Collected data:
═══
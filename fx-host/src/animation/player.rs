//! # Player 模块
//!
//! 逐帧驱动已绑定的时间轴。
//!
//! ## 每帧流程
//!
//! 1. 换算播放头（轮次、轮内时刻）；进入新一轮时先以 `local = duration` 收尾上一轮
//! 2. 推进所有存活实例
//! 3. 停止窗口已关闭的持续效果
//! 4. 按列表顺序为到期条目生成实例（每轮每个条目只生成一次）
//! 5. 移除已结束的实例
//!
//! 一次性效果不会被窗口关闭打断，而是自然结束；播放头结束且一次性效果全部完成后，
//! 这次播放被丢弃。

use super::{PlaybackEvent, PlayError};
use crate::effects::{EffectContext, EffectDeps, EffectFactory, EffectInstance, Subject};
use anim_runtime::{ParamValue, Playhead, Timeline};
use std::fmt;
use std::time::Duration;
use tracing::{debug, info, warn};

/// 播放 ID
#[derive(Debug, Clone, Copy, PartialEq, Eq, Hash, PartialOrd, Ord)]
pub struct PlaybackId(pub u64);

impl fmt::Display for PlaybackId {
    fn fmt(&self, f: &mut fmt::Formatter<'_>) -> fmt::Result {
        write!(f, "#{}", self.0)
    }
}

/// 存活的效果实例
struct LiveEffect {
    entry: usize,
    iteration: u32,
    context: EffectContext,
    instance: EffectInstance,
}

/// 一次播放
struct Playback {
    id: PlaybackId,
    timeline: Timeline,
    playhead: Playhead,
    started_at: Duration,
    iteration: u32,
    /// 本轮已生成过实例的条目
    spawned: Vec<bool>,
    live: Vec<LiveEffect>,
}

impl Playback {
    fn elapsed_ms(&self, now: Duration) -> i64 {
        now.saturating_sub(self.started_at).as_millis() as i64
    }

    /// 条目的效果上下文：第一个固定坐标为来源，其余为目标
    fn entry_context(&self, entry: usize) -> EffectContext {
        let mut context = EffectContext::new(self.timeline.name.clone());
        let mut positions = self.timeline.effects[entry]
            .positions
            .iter()
            .filter_map(|p| p.fixed());

        if let Some(source) = positions.next() {
            context = context.with_source(Subject::Point(source));
        }
        for target in positions {
            context = context.with_target(Subject::Point(target));
        }
        context
    }

    fn poll_live(&mut self, deps: &mut EffectDeps<'_>) {
        for live in &mut self.live {
            live.instance.poll(&live.context, deps);
        }
    }

    /// 停止窗口已关闭的持续效果
    fn close_windows(&mut self, local: i64, deps: &mut EffectDeps<'_>) {
        let iteration = self.iteration;
        for live in &mut self.live {
            if !live.instance.is_steady() || live.instance.is_finished() {
                continue;
            }
            let end = self.timeline.effects[live.entry].effective_end_time();
            if live.iteration != iteration || local > end {
                debug!(
                    playback = self.id.0,
                    entry = live.entry,
                    local,
                    end,
                    "效果窗口结束，停止持续效果"
                );
                live.instance.stop(deps);
            }
        }
    }

    fn stop_steady(&mut self, deps: &mut EffectDeps<'_>) {
        for live in &mut self.live {
            if live.instance.is_steady() {
                live.instance.stop(deps);
            }
        }
    }

    /// 为到期条目生成实例
    fn spawn_due(
        &mut self,
        local: i64,
        factory: &mut EffectFactory,
        deps: &mut EffectDeps<'_>,
        events: &mut Vec<PlaybackEvent>,
    ) {
        for entry in 0..self.timeline.effects.len() {
            if self.spawned[entry] || self.timeline.effects[entry].start_time > local {
                continue;
            }
            self.spawned[entry] = true;

            let def = &self.timeline.effects[entry];
            let mut instance = match factory.create(&def.type_id, &def.params) {
                Ok(instance) => instance,
                Err(e) => {
                    warn!(
                        playback = self.id.0,
                        timeline = %self.timeline.name,
                        entry,
                        type_id = %def.type_id,
                        params = ?def.params,
                        error = %e,
                        "无法生成效果实例"
                    );
                    events.push(PlaybackEvent::SpawnFailed {
                        playback: self.id,
                        entry,
                        message: e.to_string(),
                    });
                    continue;
                }
            };

            events.push(PlaybackEvent::EffectSpawned {
                playback: self.id,
                entry,
                type_id: def.type_id.clone(),
            });

            let context = self.entry_context(entry);
            instance.execute(&context, deps);
            self.live.push(LiveEffect {
                entry,
                iteration: self.iteration,
                context,
                instance,
            });
        }
    }

    fn sweep(&mut self) {
        self.live.retain(|live| !live.instance.is_finished());
    }

    /// 推进一帧；返回播放是否已经可以丢弃
    fn advance(
        &mut self,
        factory: &mut EffectFactory,
        deps: &mut EffectDeps<'_>,
        events: &mut Vec<PlaybackEvent>,
    ) -> bool {
        let position = self.playhead.locate(self.elapsed_ms(deps.now));

        if position.iteration != self.iteration {
            // 收尾上一轮：恰好落在轮末的条目也要生成一次
            let duration = self.playhead.duration();
            self.spawn_due(duration, factory, deps, events);
            self.stop_steady(deps);

            self.iteration = position.iteration;
            self.spawned.iter_mut().for_each(|s| *s = false);
            events.push(PlaybackEvent::IterationStarted {
                playback: self.id,
                iteration: self.iteration,
            });
        }

        let local = position.local_time;
        self.poll_live(deps);
        self.close_windows(local, deps);
        self.spawn_due(local, factory, deps, events);

        if position.finished {
            self.stop_steady(deps);
        }
        self.sweep();

        position.finished && self.live.is_empty()
    }

    fn stop(&mut self, deps: &mut EffectDeps<'_>) {
        for live in &mut self.live {
            live.instance.stop(deps);
        }
        self.live.clear();
    }
}

/// 时间轴播放器
///
/// 同时驱动任意数量的播放；同一帧内按开始顺序推进。
#[derive(Default)]
pub struct TimelinePlayer {
    playbacks: Vec<Playback>,
    next_id: u64,
    events: Vec<PlaybackEvent>,
}

impl fmt::Debug for TimelinePlayer {
    fn fmt(&self, f: &mut fmt::Formatter<'_>) -> fmt::Result {
        f.debug_struct("TimelinePlayer")
            .field("playbacks", &self.playbacks.len())
            .field("live_effects", &self.live_effect_count())
            .finish()
    }
}

impl TimelinePlayer {
    pub fn new() -> Self {
        Self::default()
    }

    /// 校验并开始播放
    ///
    /// 第一批条目在下一次 [`update`](Self::update) 时生成。
    pub fn play(&mut self, timeline: Timeline, now: Duration) -> Result<PlaybackId, PlayError> {
        timeline.validate()?;

        if let Some((stored, derived)) = timeline.duration_mismatch() {
            debug!(
                timeline = %timeline.name,
                stored,
                derived,
                "存储的时长与推导值不一致，以推导值为准"
            );
        }

        self.next_id += 1;
        let id = PlaybackId(self.next_id);
        let playhead = Playhead::for_timeline(&timeline);

        info!(
            playback = id.0,
            timeline = %timeline.name,
            duration = playhead.duration(),
            looping = playhead.is_looping(),
            "开始播放动画"
        );
        self.events.push(PlaybackEvent::Started {
            playback: id,
            name: timeline.name.clone(),
        });

        self.playbacks.push(Playback {
            id,
            spawned: vec![false; timeline.effects.len()],
            timeline,
            playhead,
            started_at: now,
            iteration: 0,
            live: Vec::new(),
        });
        Ok(id)
    }

    /// 推进所有播放
    pub fn update(&mut self, factory: &mut EffectFactory, deps: &mut EffectDeps<'_>) {
        let events = &mut self.events;
        self.playbacks.retain_mut(|playback| {
            let done = playback.advance(factory, deps, events);
            if done {
                debug!(playback = playback.id.0, timeline = %playback.timeline.name, "动画播放完毕");
                events.push(PlaybackEvent::Finished {
                    playback: playback.id,
                });
            }
            !done
        });
    }

    /// 停止一次播放，释放它的全部效果
    pub fn stop(&mut self, id: PlaybackId, deps: &mut EffectDeps<'_>) -> bool {
        let Some(index) = self.playbacks.iter().position(|p| p.id == id) else {
            return false;
        };
        let mut playback = self.playbacks.remove(index);
        playback.stop(deps);
        self.events.push(PlaybackEvent::Stopped { playback: id });
        true
    }

    pub fn stop_all(&mut self, deps: &mut EffectDeps<'_>) {
        for mut playback in std::mem::take(&mut self.playbacks) {
            playback.stop(deps);
            self.events.push(PlaybackEvent::Stopped {
                playback: playback.id,
            });
        }
    }

    /// 运行中重定向条目参数
    ///
    /// 新值同时写回条目，后续轮次生成的实例也会使用它。
    /// 返回收到变更的运行中实例数量。
    pub fn retarget(
        &mut self,
        id: PlaybackId,
        entry_id: &str,
        name: &str,
        value: ParamValue,
        deps: &mut EffectDeps<'_>,
    ) -> Result<usize, PlayError> {
        let playback = self
            .playbacks
            .iter_mut()
            .find(|p| p.id == id)
            .ok_or(PlayError::UnknownPlayback(id))?;
        let entry = playback
            .timeline
            .entry_index(entry_id)
            .ok_or_else(|| PlayError::UnknownEntry {
                timeline: playback.timeline.name.clone(),
                entry: entry_id.to_string(),
            })?;

        let mut notified = 0;
        for live in playback.live.iter_mut().filter(|l| l.entry == entry) {
            if live.instance.is_live() {
                live.instance
                    .parameter_changed(name, &value, &live.context, deps);
                notified += 1;
            }
        }

        playback.timeline.effects[entry]
            .params
            .insert(name.to_string(), value);
        Ok(notified)
    }

    pub fn is_playing(&self, id: PlaybackId) -> bool {
        self.playbacks.iter().any(|p| p.id == id)
    }

    pub fn playback_count(&self) -> usize {
        self.playbacks.len()
    }

    /// 所有播放中存活的效果实例数量
    pub fn live_effect_count(&self) -> usize {
        self.playbacks.iter().map(|p| p.live.len()).sum()
    }

    pub fn drain_events(&mut self) -> Vec<PlaybackEvent> {
        std::mem::take(&mut self.events)
    }
}
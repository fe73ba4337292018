//! # Template 模块
//!
//! 占位符代入：把含具名坐标槽位的模板时间轴，转换为绑定到具体世界坐标的新时间轴。
//!
//! 模板本身不会被修改，每次触发都产生一个新的不可变时间轴。

use crate::error::{TimelineError, TimelineResult};
use crate::position::PositionRef;
use crate::timeline::Timeline;
use glam::Vec3;
use serde::{Deserialize, Serialize};
use std::collections::{BTreeSet, HashMap};

/// 占位符名称 -> 世界坐标
pub type Bindings = HashMap<String, Vec3>;

/// 把模板中所有 `Placeholder(name)` 替换为 `Fixed(bindings[name])`
///
/// 模板引用的任一名称在 `bindings` 中缺失时返回 `MissingPlaceholder`
/// （按名称排序后报告第一个缺失项）。`bindings` 中多余的名称被忽略。
pub fn substitute(template: &Timeline, bindings: &Bindings) -> TimelineResult<Timeline> {
    if let Some(missing) = template
        .unresolved_placeholders()
        .into_iter()
        .find(|name| !bindings.contains_key(*name))
    {
        return Err(TimelineError::MissingPlaceholder {
            timeline: template.name.clone(),
            name: missing.to_string(),
        });
    }

    let mut bound = template.clone();
    for entry in &mut bound.effects {
        for position in &mut entry.positions {
            if let PositionRef::Placeholder(name) = position {
                // 上面已经检查过全部名称
                if let Some(p) = bindings.get(name.as_str()) {
                    *position = PositionRef::Fixed(*p);
                }
            }
        }
    }
    bound.placeholders = None;

    Ok(bound)
}

/// 动画模板
///
/// 包装一个（通常）含占位符的时间轴，按触发事件实例化。
#[derive(Debug, Clone, PartialEq, Serialize, Deserialize)]
#[serde(transparent)]
pub struct AnimationTemplate {
    timeline: Timeline,
}

impl AnimationTemplate {
    pub fn new(timeline: Timeline) -> Self {
        Self { timeline }
    }

    /// 从 JSON 文档解析
    pub fn from_json(json: &str) -> TimelineResult<Self> {
        Timeline::from_json(json).map(Self::new)
    }

    pub fn name(&self) -> &str {
        &self.timeline.name
    }

    pub fn timeline(&self) -> &Timeline {
        &self.timeline
    }

    /// 模板需要的占位符名称：声明的与实际引用的并集
    pub fn placeholder_names(&self) -> BTreeSet<String> {
        let mut names: BTreeSet<String> = self
            .timeline
            .unresolved_placeholders()
            .into_iter()
            .map(str::to_string)
            .collect();
        if let Some(declared) = &self.timeline.placeholders {
            names.extend(declared.iter().cloned());
        }
        names
    }

    /// 代入坐标，得到已绑定的新时间轴
    pub fn instantiate(&self, bindings: &Bindings) -> TimelineResult<Timeline> {
        substitute(&self.timeline, bindings)
    }
}
//! # FX Host
//!
//! 时间驱动的效果宿主：效果生命周期、池化空间音效与声明式动画时间轴的运行时。
//!
//! ## 架构说明
//!
//! ```text
//! TemplateLibrary ──instantiate──▶ Timeline (已绑定)
//!                                     │ play
//!                                     ▼
//!                              TimelinePlayer ──create──▶ EffectFactory ──▶ EffectInstance
//!                                     │                                         │
//!                                     └──────────── EffectDeps ─────────────────┤
//!                                                   ├─ AudioService (音效池)    │
//!                                                   └─ RenderSurface            ◀
//! ```
//!
//! Host 不关心具体的渲染管线：效果只通过 [`RenderSurface`] 生成/更新/销毁图元。
//! 所有推进都发生在单线程的帧循环里（[`FxHost::update`]）。

pub mod animation;
pub mod app;
pub mod audio;
pub mod config;
pub mod effects;
pub mod render;
pub mod resources;

pub use animation::{PlayError, PlaybackEvent, PlaybackId, TemplateLibrary, TimelinePlayer};
pub use app::FxHost;
pub use audio::{
    Acquire, AcquireError, AudioBackend, AudioService, AudioSettings, NullBackend, PoolEvent,
    PoolStats, PooledSound, ReleaseReason, ScriptedBackend, SoundRequest,
};
pub use config::{AppConfig, AudioConfig, ConfigError, TimelineConfig};
pub use effects::{
    Effect, EffectContext, EffectDeps, EffectError, EffectFactory, EffectInstance, EffectRegistry,
    EffectState, FactoryError, Progress, RegistryError, Subject,
};
pub use render::{Color, HeadlessSurface, Primitive, RenderError, RenderHandle, RenderSurface};
pub use resources::{AssetSource, FetchMode, FsSource, MemorySource, ResourceError};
═══
§ What needs to be done:
Only the lines containing the word "false" should be returned from the data above.

§ Written answer:
            self.spawned.iter_mut().for_each(|s| *s = false);
            spawned: vec![false; timeline.effects.len()],
            return false;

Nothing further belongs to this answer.